5. Advertising ban.  The EU-imposed advertising bans are more or less the same for tobacco and e-cigarettes (see 2003/33/EC and  Article 20.5).  However, the difference is that tobacco companies have decades of brand incumbency, familiar products, and minimal innovation to communicate. The e-cig ad-ban works in favour of the tobacco companies in at least three ways: it reduces the visibility of alternatives to smoking; it favours businesses with existing channels (i.e. the cigarette trade); it favours established incumbents. So while the measure may be the same on paper, the impact is far greater on the entrant novel technology. In relation to risk, these advertising bans are not equally proportionate.

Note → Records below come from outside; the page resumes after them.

//! HTTP transport types shared by the builder and the executor.
//!
//! # Design
//! Requests are plain data. The builder produces an `HttpRequest` without
//! touching the network and the client replays it against its pooled agent,
//! so every build step can be asserted on directly in tests. A built request
//! is never mutated afterwards.

use url::form_urlencoded;

/// `Content-Type` of a form-encoded body.
pub const FORM_CONTENT_TYPE: &str = "application/x-www-form-urlencoded";
/// `Content-Type` of a JSON body.
pub const JSON_CONTENT_TYPE: &str = "application/json; charset=utf-8";
/// `Content-Type` of a raw text body.
pub const TEXT_CONTENT_TYPE: &str = "text/plain; charset=utf-8";

/// HTTP method for a request.
#[derive(Debug, Clone, Copy, PartialEq, Eq)]
pub enum HttpMethod {
    Get,
    Post,
}

/// Body of an outbound request.
#[derive(Debug, Clone, PartialEq, Eq)]
pub enum RequestBody {
    /// Form fields in the order they will be encoded.
    Form(Vec<(String, String)>),
    /// Already-encoded content sent verbatim.
    Raw { content_type: String, content: String },
}

impl RequestBody {
    pub fn content_type(&self) -> &str {
        match self {
            RequestBody::Form(_) => FORM_CONTENT_TYPE,
            RequestBody::Raw { content_type, .. } => content_type,
        }
    }

    /// Render the body as it goes on the wire.
    pub fn encode(&self) -> String {
        match self {
            RequestBody::Form(pairs) => form_urlencoded::Serializer::new(String::new())
                .extend_pairs(pairs)
                .finish(),
            RequestBody::Raw { content, .. } => content.clone(),
        }
    }
}

/// An HTTP request described as plain data.
///
/// Built by the functions in [`crate::request`] and executed by
/// [`crate::EnvelopeClient`].
#[derive(Debug, Clone, PartialEq, Eq)]
pub struct HttpRequest {
    pub method: HttpMethod,
    pub url: String,
    pub headers: Vec<(String, String)>,
    pub body: Option<RequestBody>,
}

impl HttpRequest {
    /// Case-insensitive header lookup.
    pub fn header(&self, name: &str) -> Option<&str> {
        self.headers
            .iter()
            .find(|(key, _)| key.eq_ignore_ascii_case(name))
            .map(|(_, value)| value.as_str())
    }
}

/// Status and body of a completed exchange.
#[derive(Debug, Clone, PartialEq, Eq)]
pub struct HttpResponse {
    pub status: u16,
    pub body: String,
}

impl HttpResponse {
    pub fn is_success(&self) -> bool {
        (200..300).contains(&self.status)
    }
}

The tobacco ad ban was justified by reference to “an addictive product responsible for over half a million deaths in the Community annually” [2003/33/EC recital 3]. No such equivalence exists, or ever will, for e-cigarettes. In fact, it may well be that e-cigarette advertising has a negative death toll if, as seems likely, it decreases smoking by promoting switching to a safer product.  The justification at recital 43 for the advertising ban is wholly inadequate and unsupported

6. Consistent dose. There is a requirement for ‘consistent dose’ of nicotine for e-cigarette – with very poorly specified and ambiguous meaning – is it consistent through the life of the battery? Consistent for all users regardless of their nicotine demand? Consistent between batches and devices within a batch? The nicotine yield measurement required of cigarettes is based on a long-established (and pointless) protocol that does not require a consistent dose.

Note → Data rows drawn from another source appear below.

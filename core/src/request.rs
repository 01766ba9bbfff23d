//! Request builders.
//!
//! # Design
//! Every builder is a pure function of its inputs: it validates the URL and
//! headers, encodes the body and returns an immutable [`HttpRequest`]. Map
//! inputs are emitted in ascending key order so the same inputs always build
//! the same request. When a body is present its content type wins over any
//! caller-supplied `Content-Type` header.

use std::collections::HashMap;

use ::http::{HeaderName, HeaderValue};
use serde::Serialize;
use url::Url;

use crate::error::BuildError;
use crate::http::{HttpMethod, HttpRequest, RequestBody, JSON_CONTENT_TYPE, TEXT_CONTENT_TYPE};

/// Build a form POST from ordered pairs. Pairs without a value are skipped.
pub fn build_form<K, V>(
    url: &str,
    headers: Option<&HashMap<String, String>>,
    params: &[(K, Option<V>)],
) -> Result<HttpRequest, BuildError>
where
    K: AsRef<str>,
    V: AsRef<str>,
{
    let pairs = params
        .iter()
        .filter_map(|(key, value)| {
            value
                .as_ref()
                .map(|value| (key.as_ref().to_string(), value.as_ref().to_string()))
        })
        .collect();
    post(url, headers, RequestBody::Form(pairs))
}

/// Build a form POST from a map. Entries without a value are skipped.
pub fn build_form_map(
    url: &str,
    headers: Option<&HashMap<String, String>>,
    params: &HashMap<String, Option<String>>,
) -> Result<HttpRequest, BuildError> {
    let mut pairs: Vec<(String, String)> = params
        .iter()
        .filter_map(|(key, value)| value.as_ref().map(|value| (key.clone(), value.clone())))
        .collect();
    pairs.sort();
    post(url, headers, RequestBody::Form(pairs))
}

/// Build a POST whose body is `payload` serialized as JSON.
pub fn build_json<T: Serialize + ?Sized>(
    url: &str,
    headers: Option<&HashMap<String, String>>,
    payload: &T,
) -> Result<HttpRequest, BuildError> {
    let json = serde_json::to_string(payload)?;
    build_json_str(url, headers, &json)
}

/// Build a POST carrying an already-formatted JSON document.
pub fn build_json_str(
    url: &str,
    headers: Option<&HashMap<String, String>>,
    json: &str,
) -> Result<HttpRequest, BuildError> {
    post(
        url,
        headers,
        RequestBody::Raw {
            content_type: JSON_CONTENT_TYPE.to_string(),
            content: json.to_string(),
        },
    )
}

/// Build a POST whose body is `text` as `text/plain`.
pub fn build_raw(
    url: &str,
    headers: Option<&HashMap<String, String>>,
    text: &str,
) -> Result<HttpRequest, BuildError> {
    post(
        url,
        headers,
        RequestBody::Raw {
            content_type: TEXT_CONTENT_TYPE.to_string(),
            content: text.to_string(),
        },
    )
}

/// Build a GET with `params` appended to the query string.
///
/// `None` leaves the URL as given; existing query parameters are kept.
pub fn build_get(
    url: &str,
    headers: Option<&HashMap<String, String>>,
    params: Option<&HashMap<String, String>>,
) -> Result<HttpRequest, BuildError> {
    let mut parsed = parse_url(url)?;
    if let Some(params) = params.filter(|params| !params.is_empty()) {
        let mut sorted: Vec<(&String, &String)> = params.iter().collect();
        sorted.sort();
        parsed.query_pairs_mut().extend_pairs(sorted);
    }
    Ok(HttpRequest {
        method: HttpMethod::Get,
        url: parsed.into(),
        headers: collect_headers(headers, false)?,
        body: None,
    })
}

fn post(
    url: &str,
    headers: Option<&HashMap<String, String>>,
    body: RequestBody,
) -> Result<HttpRequest, BuildError> {
    Ok(HttpRequest {
        method: HttpMethod::Post,
        url: parse_url(url)?.into(),
        headers: collect_headers(headers, true)?,
        body: Some(body),
    })
}

fn parse_url(url: &str) -> Result<Url, BuildError> {
    Url::parse(url).map_err(|source| BuildError::InvalidUrl {
        url: url.to_string(),
        source,
    })
}

fn collect_headers(
    headers: Option<&HashMap<String, String>>,
    has_body: bool,
) -> Result<Vec<(String, String)>, BuildError> {
    let Some(headers) = headers else {
        return Ok(Vec::new());
    };
    let mut collected = Vec::with_capacity(headers.len());
    for (name, value) in headers {
        if HeaderName::from_bytes(name.as_bytes()).is_err() || HeaderValue::from_str(value).is_err() {
            return Err(BuildError::InvalidHeader { name: name.clone() });
        }
        if has_body && name.eq_ignore_ascii_case("content-type") {
            continue;
        }
        collected.push((name.clone(), value.clone()));
    }
    collected.sort();
    Ok(collected)
}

7. Leaflet. There is a requirement for what amounts to a ‘patient information leaflet’ for e-cigarettes and liquids, detailing the following:

(i) instructions for use and storage of the product, including a reference that the product is not recommended for use by young people and non-smokers;
(ii) contra-indications;
(iii) warnings for specific risk groups;
(iv) possible adverse effects;
(v) addictiveness and toxicity; and
(vi) contact details of the manufacturer or importer and a legal or natural contact person within the Union;

No equivalent exists for cigarettes. This is just grabbed from medicine regulation and thrown into the directive for good measure.  To argue that this is unnecessary for cigarettes is wrong – why not provide consumers with detailed information covering, at least, points iii, iv and v above?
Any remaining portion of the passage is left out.